■ **TASK BRIEF**: Search the listing for "configuration" and copy every line where it appears.

==============================

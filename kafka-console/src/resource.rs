//! Point in time views of watched kafka cluster resources, and the events that deliver them.
//!
//! Only the parts of the resource the registry derives connection details from are modelled,
//! any other fields of the resource are ignored when deserializing.

use anyhow::{Context, Result};
use serde::{Deserialize, Serialize};
use std::collections::HashMap;

#[derive(Serialize, Deserialize, Debug, Clone, Default, PartialEq)]
pub struct KafkaResource {
    pub metadata: ObjectMeta,
    #[serde(default)]
    pub spec: KafkaSpec,
    pub status: Option<KafkaStatus>,
}

#[derive(Serialize, Deserialize, Debug, Clone, Default, PartialEq)]
pub struct ObjectMeta {
    pub namespace: Option<String>,
    pub name: String,
}

#[derive(Serialize, Deserialize, Debug, Clone, Default, PartialEq)]
pub struct KafkaSpec {
    #[serde(default)]
    pub kafka: KafkaClusterSpec,
}

#[derive(Serialize, Deserialize, Debug, Clone, Default, PartialEq)]
pub struct KafkaClusterSpec {
    #[serde(default)]
    pub listeners: Vec<ListenerSpec>,
}

#[derive(Serialize, Deserialize, Debug, Clone, Default, PartialEq)]
pub struct ListenerSpec {
    pub name: String,
    #[serde(default)]
    pub tls: bool,
    pub authentication: Option<ListenerAuthentication>,
}

#[derive(Serialize, Deserialize, Debug, Clone, PartialEq)]
pub struct ListenerAuthentication {
    #[serde(rename = "type")]
    pub auth_type: String,
}

#[derive(Serialize, Deserialize, Debug, Clone, Default, PartialEq)]
#[serde(rename_all = "camelCase")]
pub struct KafkaStatus {
    pub cluster_id: Option<String>,
    #[serde(default)]
    pub listeners: Vec<ListenerStatus>,
}

#[derive(Serialize, Deserialize, Debug, Clone, Default, PartialEq)]
#[serde(rename_all = "camelCase")]
pub struct ListenerStatus {
    pub name: String,
    pub bootstrap_servers: Option<String>,
    #[serde(default)]
    pub addresses: Vec<ListenerAddress>,
    #[serde(default)]
    pub certificates: Vec<String>,
}

#[derive(Serialize, Deserialize, Debug, Clone, PartialEq)]
pub struct ListenerAddress {
    pub host: String,
    pub port: u16,
}

impl KafkaResource {
    /// `namespace/name`, the key configured clusters are correlated by.
    pub fn key(&self) -> String {
        match &self.metadata.namespace {
            Some(namespace) if !namespace.is_empty() => {
                format!("{namespace}/{}", self.metadata.name)
            }
            _ => self.metadata.name.clone(),
        }
    }

    /// The cluster id reported by the resource status, once the cluster has one.
    pub fn cluster_id(&self) -> Option<&str> {
        self.status
            .as_ref()
            .and_then(|status| status.cluster_id.as_deref())
            .filter(|id| !id.is_empty())
    }

    pub fn listener_spec(&self, name: &str) -> Option<&ListenerSpec> {
        self.spec
            .kafka
            .listeners
            .iter()
            .find(|listener| listener.name == name)
    }

    pub fn listener_status(&self, name: &str) -> Option<&ListenerStatus> {
        self.status
            .as_ref()?
            .listeners
            .iter()
            .find(|listener| listener.name == name)
    }
}

impl ListenerSpec {
    pub fn auth_type(&self) -> &str {
        self.authentication
            .as_ref()
            .map(|authentication| authentication.auth_type.as_str())
            .unwrap_or("")
    }
}

impl ListenerStatus {
    /// The reported bootstrap string, or failing that the joined `host:port` addresses.
    pub fn bootstrap(&self) -> Option<String> {
        if let Some(bootstrap) = &self.bootstrap_servers {
            if !bootstrap.is_empty() {
                return Some(bootstrap.clone());
            }
        }
        if self.addresses.is_empty() {
            return None;
        }
        Some(
            self.addresses
                .iter()
                .map(|address| format!("{}:{}", address.host, address.port))
                .collect::<Vec<_>>()
                .join(","),
        )
    }

    /// PEM trust material for the listener, `None` when there is none.
    pub fn trust_certificates(&self) -> Option<String> {
        if self.certificates.is_empty() {
            return None;
        }
        let joined = self.certificates.join("\n");
        let trimmed = joined.trim();
        if trimmed.is_empty() {
            None
        } else {
            Some(trimmed.to_owned())
        }
    }
}

/// A change to a watched resource as delivered by the resource watch.
#[derive(Debug, Clone, PartialEq)]
pub enum ResourceEvent {
    Added(KafkaResource),
    Updated {
        old: KafkaResource,
        new: KafkaResource,
    },
    Removed(KafkaResource),
}

impl ResourceEvent {
    /// The key of the resource the event is about.
    pub fn key(&self) -> String {
        match self {
            ResourceEvent::Added(resource) | ResourceEvent::Removed(resource) => resource.key(),
            ResourceEvent::Updated { new, .. } => new.key(),
        }
    }
}

/// Read-only cache of the watched resources as they were at startup.
#[derive(Debug, Clone, Default)]
pub struct ResourceStore {
    resources: HashMap<String, KafkaResource>,
}

impl ResourceStore {
    pub fn new(resources: impl IntoIterator<Item = KafkaResource>) -> Self {
        ResourceStore {
            resources: resources
                .into_iter()
                .map(|resource| (resource.key(), resource))
                .collect(),
        }
    }

    /// Loads a yaml list of resources.
    pub fn from_file(filepath: &str) -> Result<ResourceStore> {
        let file = std::fs::File::open(filepath)
            .with_context(|| format!("Couldn't open the resources file {filepath}"))?;
        let resources: Vec<KafkaResource> = serde_yaml::from_reader(file)
            .with_context(|| format!("Failed to parse resources file {filepath}"))?;
        Ok(ResourceStore::new(resources))
    }

    pub fn get(&self, key: &str) -> Option<&KafkaResource> {
        self.resources.get(key)
    }

    pub fn iter(&self) -> impl Iterator<Item = &KafkaResource> {
        self.resources.values()
    }

    pub fn len(&self) -> usize {
        self.resources.len()
    }

    pub fn is_empty(&self) -> bool {
        self.resources.is_empty()
    }
}
use crate::client::ClientFactory;
use crate::config::Config;
use crate::merger::ConfigMerger;
use crate::registry::{ClusterRegistry, RegistryHandle, RegistryOwner, ShutdownReport};
use crate::resolver::RequestResolver;
use crate::resource::ResourceStore;
use anyhow::Result;
use std::sync::Arc;

/// Everything a request handling layer needs, wired together from the configuration.
///
/// `events` is where the resource watch delivers its events.
#[derive(Clone)]
pub struct Services {
    pub registry: Arc<ClusterRegistry>,
    pub resolver: Arc<RequestResolver>,
    pub events: RegistryHandle,
}

impl Services {
    /// Populates the registry from the configuration and cached resources,
    /// then starts the registry owner task.
    pub async fn start(
        config: &Config,
        resources: &ResourceStore,
        factory: Arc<dyn ClientFactory>,
    ) -> Services {
        let merger = ConfigMerger::new(
            config.kafka.client_defaults.clone(),
            factory,
            config.registry.client_construction_timeout(),
        );
        Services::start_with(config, resources, merger).await
    }

    /// As [`Services::start`], with the merger supplied by the caller.
    /// Requests build their clients with the merger's factory.
    pub async fn start_with(
        config: &Config,
        resources: &ResourceStore,
        merger: ConfigMerger,
    ) -> Services {
        let registry = Arc::new(ClusterRegistry::new(&config.registry));
        let factory = merger.factory().clone();
        let construction_timeout = merger.construction_timeout();
        let mut owner = RegistryOwner::new(registry.clone(), merger, config.kafka.clusters.clone());
        owner.initialize(resources).await;
        let events = owner.spawn(config.registry.event_queue_capacity);

        Services {
            resolver: Arc::new(RequestResolver::new(
                registry.clone(),
                factory,
                construction_timeout,
            )),
            registry,
            events,
        }
    }

    /// Stops the registry owner task after it has applied every queued event,
    /// closing every registered context.
    pub async fn shutdown(&self) -> Result<ShutdownReport> {
        self.events.shutdown().await
    }
}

==============================

■ **RESPONSE TO THE EXERCISE**:
/// Everything a request handling layer needs, wired together from the configuration.
    /// Populates the registry from the configuration and cached resources,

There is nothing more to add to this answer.